Not sure I really agree with your version of things there.

"The independent commission had no idea what punishment to hand out, they had no case history or guidelines to go on"

In coming up with their sanction, the commission cited the earlier case of Sheffield Wednesday FC v The Football League Ltd as precedent for the breach of PSR conferring a sporting advantage on the defaulting club (See §92).

"About a week before the decision was announced, the Premier League came out saying they wanted a 12-point deduction."

Really, weeks before that, the Premier League had submitted their formula to the commission during the hearing. It was rejected… but seemingly applied anyway to give the 10-point deduction.

The Premier League supposedly wanting a 12-point deduction was a leaked story in The Telegraph, published after the hearing was complete and the findings were being written up. And in any event, it was wrong: 10 points, not 12.

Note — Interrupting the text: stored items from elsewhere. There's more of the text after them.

use thiserror::Error;

#[derive(Debug, Error, PartialEq)]
pub enum DomainError {
    #[error("domain entity `{entity}` not found")]
    NotFound { entity: &'static str },
    #[error("domain validation failed: {message}")]
    Validation { message: String },
    #[error("malformed materialized path `{path}`")]
    InvalidPath { path: String },
    #[error("domain invariant violated: {message}")]
    Invariant { message: String },
}

impl DomainError {
    pub fn not_found(entity: &'static str) -> Self {
        Self::NotFound { entity }
    }

    pub fn validation(message: impl Into<String>) -> Self {
        Self::Validation {
            message: message.into(),
        }
    }

    pub fn invalid_path(path: impl Into<String>) -> Self {
        Self::InvalidPath { path: path.into() }
    }

    pub fn invariant(message: impl Into<String>) -> Self {
        Self::Invariant {
            message: message.into(),
        }
    }
}
//! Per-field persistence orchestration across languages and definitions.
//!
//! The field handler decides, for every (field definition, language) cell of
//! a version, whether a row is inserted, updated, copied from the main
//! language or left alone, and keeps the external storage engines in step
//! with the field rows through [`StorageHandler`].

use std::collections::{BTreeSet, HashMap, HashSet};
use std::sync::Arc;

use tracing::debug;

use crate::application::error::HandlerError;
use crate::application::gateway::ContentGateway;
use crate::application::storage::StorageHandler;
use crate::domain::content::{Content, Field, VersionInfo};
use crate::domain::error::DomainError;
use crate::domain::structs::UpdateStruct;
use crate::domain::types::{ContentId, ContentType, FieldDefinition};

pub struct FieldHandler {
    content_gateway: Arc<dyn ContentGateway>,
    storage_handler: Arc<StorageHandler>,
}

impl FieldHandler {
    pub fn new(content_gateway: Arc<dyn ContentGateway>, storage_handler: Arc<StorageHandler>) -> Self {
        Self {
            content_gateway,
            storage_handler,
        }
    }

    /// Populate every (definition, language) cell of a freshly created
    /// version. Untranslatable definitions take their value from the main
    /// language; their rows in other languages reference the same external
    /// data instead of storing it again.
    pub async fn create_new_fields(
        &self,
        content: &mut Content,
        content_type: &ContentType,
    ) -> Result<(), HandlerError> {
        let main_language = content.version_info.content_info.main_language_code.clone();
        let languages = main_first(&content.version_info.language_codes, &main_language);
        let supplied: HashMap<(i64, String), Field> = content
            .fields
            .iter()
            .map(|field| {
                (
                    (field.field_definition_id, field.language_code.clone()),
                    field.clone(),
                )
            })
            .collect();

        let mut created = Vec::new();
        for definition in &content_type.field_definitions {
            let mut main_field: Option<Field> = None;
            for language in &languages {
                let source_language = if definition.is_translatable {
                    language
                } else {
                    &main_language
                };
                let mut field = supplied
                    .get(&(definition.id, source_language.clone()))
                    .cloned()
                    .unwrap_or_else(|| empty_field(definition, source_language));
                field.language_code = language.clone();

                if !definition.is_translatable && language != &main_language {
                    let original = main_field.clone().ok_or_else(|| {
                        DomainError::invariant(
                            "untranslatable definition has no main-language field",
                        )
                    })?;
                    self.copy_field(&mut field, &original, content).await?;
                } else {
                    self.create_new_field(&mut field, content).await?;
                    if language == &main_language {
                        main_field = Some(field.clone());
                    }
                }
                created.push(field);
            }
        }

        content.fields = created;
        Ok(())
    }

    /// Re-insert the fields of a source version under a new version number.
    /// Field ids are kept; external data is referenced, not duplicated.
    pub async fn create_existing_fields_in_new_version(
        &self,
        content: &mut Content,
    ) -> Result<(), HandlerError> {
        let version_no = content.version_info.version_no;
        let originals = content.fields.clone();
        for (index, original) in originals.iter().enumerate() {
            let mut field = original.clone();
            field.version_no = Some(version_no);
            self.content_gateway
                .insert_existing_field(content, &field)
                .await?;
            if self
                .storage_handler
                .copy_field_data(&content.version_info, &mut field, original)
                .await?
                .value_changed
            {
                self.content_gateway.update_field(&field).await?;
            }
            content.fields[index] = field;
        }
        Ok(())
    }

    /// Apply a version update. Three cases per (definition, language) cell:
    /// a language newly added to the version, an existing language being
    /// updated, and untranslatable mirrors refreshed after a main-language
    /// change. A cell counts as existing only when a persisted row (field
    /// with an id) backs it; placeholders synthesized at load time do not.
    pub async fn update_fields(
        &self,
        content: &Content,
        update: &UpdateStruct,
        content_type: &ContentType,
    ) -> Result<(), HandlerError> {
        let version_no = content.version_info.version_no;
        let main_language = content.version_info.content_info.main_language_code.clone();

        let content_map: HashMap<(i64, String), &Field> = content
            .fields
            .iter()
            .map(|field| ((field.field_definition_id, field.language_code.clone()), field))
            .collect();
        let update_map: HashMap<(i64, String), &Field> = update
            .fields
            .iter()
            .map(|field| ((field.field_definition_id, field.language_code.clone()), field))
            .collect();
        let touched: HashSet<String> = update
            .fields
            .iter()
            .map(|field| field.language_code.clone())
            .collect();
        let main_updated: HashSet<i64> = update
            .fields
            .iter()
            .filter(|field| field.language_code == main_language)
            .map(|field| field.field_definition_id)
            .collect();

        let mut all_languages: BTreeSet<String> = touched.iter().cloned().collect();
        all_languages.extend(content.fields.iter().map(|field| field.language_code.clone()));
        let languages = main_first(&all_languages.into_iter().collect::<Vec<_>>(), &main_language);

        for definition in &content_type.field_definitions {
            for language in &languages {
                let key = (definition.id, language.clone());
                let has_row = content_map
                    .get(&key)
                    .map(|field| field.id.is_some())
                    .unwrap_or(false);

                if let Some(updated) = update_map.get(&key) {
                    let mut field = (*updated).clone();
                    field.version_no = Some(version_no);
                    if field.id.is_some() {
                        self.update_field(&mut field, content).await?;
                    } else if !definition.is_translatable && language != &main_language {
                        let original = update_map
                            .get(&(definition.id, main_language.clone()))
                            .or_else(|| content_map.get(&(definition.id, main_language.clone())))
                            .map(|field| (*field).clone())
                            .ok_or_else(|| {
                                DomainError::invariant(
                                    "untranslatable definition has no main-language field",
                                )
                            })?;
                        self.copy_field(&mut field, &original, content).await?;
                    } else {
                        self.create_new_field(&mut field, content).await?;
                    }
                } else if !has_row && touched.contains(language) {
                    if !definition.is_translatable {
                        if let Some(main_field) =
                            content_map.get(&(definition.id, main_language.clone()))
                        {
                            let original = (*main_field).clone();
                            let mut field = original.clone();
                            field.id = None;
                            field.language_code = language.clone();
                            self.copy_field(&mut field, &original, content).await?;
                        }
                    } else {
                        // Placeholder row; external storage is written once the
                        // translation is actually supplied.
                        let mut field = empty_field(definition, language);
                        field.version_no = Some(version_no);
                        self.content_gateway.insert_new_field(content, &field).await?;
                    }
                } else if has_row
                    && !definition.is_translatable
                    && language != &main_language
                    && main_updated.contains(&definition.id)
                {
                    if let (Some(mirror), Some(updated_main)) = (
                        content_map.get(&key),
                        update_map.get(&(definition.id, main_language.clone())),
                    ) {
                        self.update_copied_field((*mirror).clone(), updated_main, content)
                            .await?;
                    }
                }
            }
        }

        Ok(())
    }

    /// Let storage engines hydrate field data that lives outside the rows.
    pub async fn load_external_field_data(&self, content: &mut Content) -> Result<(), HandlerError> {
        let Content {
            version_info,
            fields,
        } = content;
        for field in fields.iter_mut() {
            self.storage_handler.get_field_data(version_info, field).await?;
        }
        Ok(())
    }

    /// Delete the field rows of one version, purging external data per field
    /// type first so engines know what to drop.
    pub async fn delete_fields(
        &self,
        content_id: ContentId,
        version_info: &VersionInfo,
    ) -> Result<(), HandlerError> {
        let ids_by_type = self
            .content_gateway
            .get_field_ids_by_type(content_id, Some(version_info.version_no))
            .await?;
        for (field_type, field_ids) in &ids_by_type {
            self.storage_handler
                .delete_field_data(field_type, version_info, field_ids)
                .await?;
        }
        self.content_gateway
            .delete_fields(content_id, Some(version_info.version_no))
            .await?;
        debug!(
            content_id,
            version_no = version_info.version_no,
            "deleted version fields"
        );
        Ok(())
    }

    async fn create_new_field(&self, field: &mut Field, content: &Content) -> Result<(), HandlerError> {
        field.version_no = Some(content.version_info.version_no);
        field.id = Some(self.content_gateway.insert_new_field(content, field).await?);
        if self
            .storage_handler
            .store_field_data(&content.version_info, field)
            .await?
            .value_changed
        {
            // The engine rewrote the lightweight value while processing.
            self.content_gateway.update_field(field).await?;
        }
        Ok(())
    }

    async fn copy_field(
        &self,
        field: &mut Field,
        original: &Field,
        content: &Content,
    ) -> Result<(), HandlerError> {
        field.version_no = Some(content.version_info.version_no);
        field.id = Some(self.content_gateway.insert_new_field(content, field).await?);
        if self
            .storage_handler
            .copy_field_data(&content.version_info, field, original)
            .await?
            .value_changed
        {
            self.content_gateway.update_field(field).await?;
        }
        Ok(())
    }

    async fn update_field(&self, field: &mut Field, content: &Content) -> Result<(), HandlerError> {
        self.content_gateway.update_field(field).await?;
        if self
            .storage_handler
            .store_field_data(&content.version_info, field)
            .await?
            .value_changed
        {
            self.content_gateway.update_field(field).await?;
        }
        Ok(())
    }

    async fn update_copied_field(
        &self,
        mut field: Field,
        updated_main: &Field,
        content: &Content,
    ) -> Result<(), HandlerError> {
        field.version_no = Some(content.version_info.version_no);
        field.value = updated_main.value.clone();
        self.content_gateway
            .update_non_translatable_field(&field, content.version_info.content_info.id)
            .await?;
        if self
            .storage_handler
            .copy_field_data(&content.version_info, &mut field, updated_main)
            .await?
            .value_changed
        {
            self.content_gateway.update_field(&field).await?;
        }
        Ok(())
    }
}

fn empty_field(definition: &FieldDefinition, language_code: &str) -> Field {
    Field {
        id: None,
        field_definition_id: definition.id,
        field_type: definition.field_type.clone(),
        value: definition.default_value.clone(),
        language_code: language_code.to_string(),
        version_no: None,
    }
}

fn main_first(languages: &[String], main_language: &str) -> Vec<String> {
    let mut ordered = Vec::with_capacity(languages.len());
    if languages.iter().any(|language| language == main_language) {
        ordered.push(main_language.to_string());
    }
    ordered.extend(
        languages
            .iter()
            .filter(|language| *language != main_language)
            .cloned(),
    );
    ordered
}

"But, to make it look like you came up with it all by yourself, you recommended a 10-point deduction."

The 10-point deduction was in fact completely in line with the Premier League's proposed formula, suggesting he didn't come up with it all by himself but was actually perfectly happy to implement the sanction policy the Premier League had advocated — despite adamantly saying previously in the findings that they were doing entirely their own thing!

Graham Fylde
59 Posted 21/01/2024 at 17:01:44
Just on the 10-point penalty, if you are Mr Rabinowitz, you will be looking to link the process outlined in the commission's ruling and showing they subsequently erred either in law or in (interpretation) of the facts.

So, a basic strategy might split that into three:

1) The Premier League attempted to introduce a policy formula, that had not been ratified, into evidence. This is documented and Mr Rabinowitz would only be interested that the commission had, therefore, seen it rather than whether it's an abuse of process.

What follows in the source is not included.